# REQUIRED WORK:
Would you please write out every record exactly?

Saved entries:
• • • • • • •
//! Integration tests for the sleep, iteration, id and string helpers.

use std::sync::atomic::{AtomicUsize, Ordering};
use std::sync::{Arc, Mutex};
use std::time::{Duration, Instant};

use asyncq::async_iter::{self, Mode};
use asyncq::{Error, sleep, strings, unique};

fn ms(n: u64) -> Duration {
    Duration::from_millis(n)
}

// ---------------------------------------------------------------------------
// sleep
// ---------------------------------------------------------------------------

#[tokio::test]
async fn sleep_waits_for_the_duration() {
    let started = Instant::now();
    sleep::sleep(ms(200)).await;
    let elapsed = started.elapsed();

    assert!(elapsed >= ms(200));
    assert!(elapsed <= ms(300), "slept too long: {elapsed:?}");
}

#[tokio::test(start_paused = true)]
async fn until_returns_once_condition_holds() {
    let polls = Arc::new(AtomicUsize::new(0));
    let counter = Arc::clone(&polls);

    sleep::until(move || counter.fetch_add(1, Ordering::SeqCst) >= 3, ms(50)).await;

    assert_eq!(polls.load(Ordering::SeqCst), 4);
}

#[tokio::test(start_paused = true)]
async fn until_checks_immediately() {
    let started = tokio::time::Instant::now();
    sleep::until(|| true, ms(500)).await;
    assert_eq!(started.elapsed(), Duration::ZERO);
}

#[tokio::test(start_paused = true)]
async fn forever_never_completes() {
    let result = tokio::time::timeout(ms(10_000), sleep::forever()).await;
    assert!(result.is_err());
}

// ---------------------------------------------------------------------------
// async_iter
// ---------------------------------------------------------------------------

#[tokio::test]
async fn parallel_for_each_runs_callbacks_together() {
    let started = Instant::now();
    async_iter::for_each(
        [300, 300, 300],
        |delay, _| sleep::sleep(ms(delay)),
        Mode::Parallel,
    )
    .await;

    assert!(started.elapsed() < ms(600));
}

#[tokio::test]
async fn sequential_for_each_runs_callbacks_in_order() {
    let seen = Arc::new(Mutex::new(Vec::new()));
    let started = Instant::now();
    async_iter::for_each(
        [100, 50, 10],
        |delay, index| {
            let seen = Arc::clone(&seen);
            async move {
                sleep::sleep(ms(delay)).await;
                seen.lock().unwrap().push(index);
            }
        },
        Mode::Sequential,
    )
    .await;

    assert!(started.elapsed() >= ms(160));
    assert_eq!(*seen.lock().unwrap(), vec![0, 1, 2]);
}

#[tokio::test]
async fn parallel_map_collects_in_completion_order() {
    let result = async_iter::map(
        [(500, 1), (300, 2), (100, 3)],
        |(delay, value), _| async move {
            sleep::sleep(ms(delay)).await;
            value
        },
        Mode::Parallel,
    )
    .await;

    assert_eq!(result, vec![3, 2, 1]);
}

#[tokio::test]
async fn sequential_map_preserves_input_order() {
    let result = async_iter::map(
        [(100, 1), (150, 2), (200, 3)],
        |(delay, value), _| async move {
            sleep::sleep(ms(delay)).await;
            value
        },
        Mode::Sequential,
    )
    .await;

    assert_eq!(result, vec![1, 2, 3]);
}

#[tokio::test]
async fn reduce_without_seed_starts_from_first_item() {
    let sum = async_iter::reduce([1, 2, 3, 4], |acc, n| async move { acc + n }, None).await;
    assert_eq!(sum.unwrap(), 10);
}

#[tokio::test]
async fn reduce_with_seed_includes_it() {
    let sum = async_iter::reduce([1, 2, 3], |acc, n| async move { acc + n }, Some(100)).await;
    assert_eq!(sum.unwrap(), 106);
}

#[tokio::test]
async fn reduce_empty_without_seed_fails() {
    let result = async_iter::reduce(Vec::<u32>::new(), |acc, n| async move { acc + n }, None).await;
    assert!(matches!(result, Err(Error::ReduceWithoutInitialValue)));
}

#[tokio::test]
async fn reduce_empty_with_seed_returns_seed() {
    let result = async_iter::reduce(Vec::<u32>::new(), |acc, n| async move { acc + n }, Some(5)).await;
    assert_eq!(result.unwrap(), 5);
}

#[tokio::test]
async fn fold_can_change_accumulator_type() {
    let joined = async_iter::fold(["a", "b", "c"], String::new(), |mut acc, s| async move {
        acc.push_str(s);
        acc
    })
    .await;
    assert_eq!(joined, "abc");
}

// ---------------------------------------------------------------------------
// unique / strings
// ---------------------------------------------------------------------------

#[test]
fn unique_ids_do_not_collide() {
    let ids: std::collections::HashSet<String> = (0..1000).map(|_| unique::id()).collect();
    assert_eq!(ids.len(), 1000);
    assert!(ids.iter().all(|id| id.len() == 36));
}

#[test]
fn whitespace_only_strings_are_empty() {
    assert!(strings::is_empty(""));
    assert!(strings::is_empty("  \t\n"));
    assert!(!strings::is_empty(" x "));
    assert!(strings::is_not_empty("x"));
    assert!(!strings::is_not_empty("   "));
}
• • • • • • •
# YOUR RESPONSE:
//! Integration tests for the sleep, iteration, id and string helpers.

use std::sync::atomic::{AtomicUsize, Ordering};
use std::sync::{Arc, Mutex};
use std::time::{Duration, Instant};

use asyncq::async_iter::{self, Mode};
use asyncq::{Error, sleep, strings, unique};

fn ms(n: u64) -> Duration {
    Duration::from_millis(n)
}

// ---------------------------------------------------------------------------
// sleep
// ---------------------------------------------------------------------------

#[tokio::test]
async fn sleep_waits_for_the_duration() {
    let started = Instant::now();
    sleep::sleep(ms(200)).await;
    let elapsed = started.elapsed();

    assert!(elapsed >= ms(200));
    assert!(elapsed <= ms(300), "slept too long: {elapsed:?}");
}

#[tokio::test(start_paused = true)]
async fn until_returns_once_condition_holds() {
    let polls = Arc::new(AtomicUsize::new(0));
    let counter = Arc::clone(&polls);

    sleep::until(move || counter.fetch_add(1, Ordering::SeqCst) >= 3, ms(50)).await;

    assert_eq!(polls.load(Ordering::SeqCst), 4);
}

#[tokio::test(start_paused = true)]
async fn until_checks_immediately() {
    let started = tokio::time::Instant::now();
    sleep::until(|| true, ms(500)).await;
    assert_eq!(started.elapsed(), Duration::ZERO);
}

#[tokio::test(start_paused = true)]
async fn forever_never_completes() {
    let result = tokio::time::timeout(ms(10_000), sleep::forever()).await;
    assert!(result.is_err());
}

// ---------------------------------------------------------------------------
// async_iter
// ---------------------------------------------------------------------------

#[tokio::test]
async fn parallel_for_each_runs_callbacks_together() {
    let started = Instant::now();
    async_iter::for_each(
        [300, 300, 300],
        |delay, _| sleep::sleep(ms(delay)),
        Mode::Parallel,
    )
    .await;

    assert!(started.elapsed() < ms(600));
}

#[tokio::test]
async fn sequential_for_each_runs_callbacks_in_order() {
    let seen = Arc::new(Mutex::new(Vec::new()));
    let started = Instant::now();
    async_iter::for_each(
        [100, 50, 10],
        |delay, index| {
            let seen = Arc::clone(&seen);
            async move {
                sleep::sleep(ms(delay)).await;
                seen.lock().unwrap().push(index);
            }
        },
        Mode::Sequential,
    )
    .await;

    assert!(started.elapsed() >= ms(160));
    assert_eq!(*seen.lock().unwrap(), vec![0, 1, 2]);
}

#[tokio::test]
async fn parallel_map_collects_in_completion_order() {
    let result = async_iter::map(
        [(500, 1), (300, 2), (100, 3)],
        |(delay, value), _| async move {
            sleep::sleep(ms(delay)).await;
            value
        },
        Mode::Parallel,
    )
    .await;

    assert_eq!(result, vec![3, 2, 1]);
}

#[tokio::test]
async fn sequential_map_preserves_input_order() {
    let result = async_iter::map(
        [(100, 1), (150, 2), (200, 3)],
        |(delay, value), _| async move {
            sleep::sleep(ms(delay)).await;
            value
        },
        Mode::Sequential,
    )
    .await;

    assert_eq!(result, vec![1, 2, 3]);
}

#[tokio::test]
async fn reduce_without_seed_starts_from_first_item() {
    let sum = async_iter::reduce([1, 2, 3, 4], |acc, n| async move { acc + n }, None).await;
    assert_eq!(sum.unwrap(), 10);
}

#[tokio::test]
async fn reduce_with_seed_includes_it() {
    let sum = async_iter::reduce([1, 2, 3], |acc, n| async move { acc + n }, Some(100)).await;
    assert_eq!(sum.unwrap(), 106);
}

#[tokio::test]
async fn reduce_empty_without_seed_fails() {
    let result = async_iter::reduce(Vec::<u32>::new(), |acc, n| async move { acc + n }, None).await;
    assert!(matches!(result, Err(Error::ReduceWithoutInitialValue)));
}

#[tokio::test]
async fn reduce_empty_with_seed_returns_seed() {
    let result = async_iter::reduce(Vec::<u32>::new(), |acc, n| async move { acc + n }, Some(5)).await;
    assert_eq!(result.unwrap(), 5);
}

#[tokio::test]
async fn fold_can_change_accumulator_type() {
    let joined = async_iter::fold(["a", "b", "c"], String::new(), |mut acc, s| async move {
        acc.push_str(s);
        acc
    })
    .await;
    assert_eq!(joined, "abc");
}

// ---------------------------------------------------------------------------
// unique / strings
// ---------------------------------------------------------------------------

#[test]
fn unique_ids_do_not_collide() {
    let ids: std::collections::HashSet<String> = (0..1000).map(|_| unique::id()).collect();
    assert_eq!(ids.len(), 1000);
    assert!(ids.iter().all(|id| id.len() == 36));
}

#[test]
fn whitespace_only_strings_are_empty() {
    assert!(strings::is_empty(""));
    assert!(strings::is_empty("  \t\n"));
    assert!(!strings::is_empty(" x "));
    assert!(strings::is_not_empty("x"));
    assert!(!strings::is_not_empty("   "));
}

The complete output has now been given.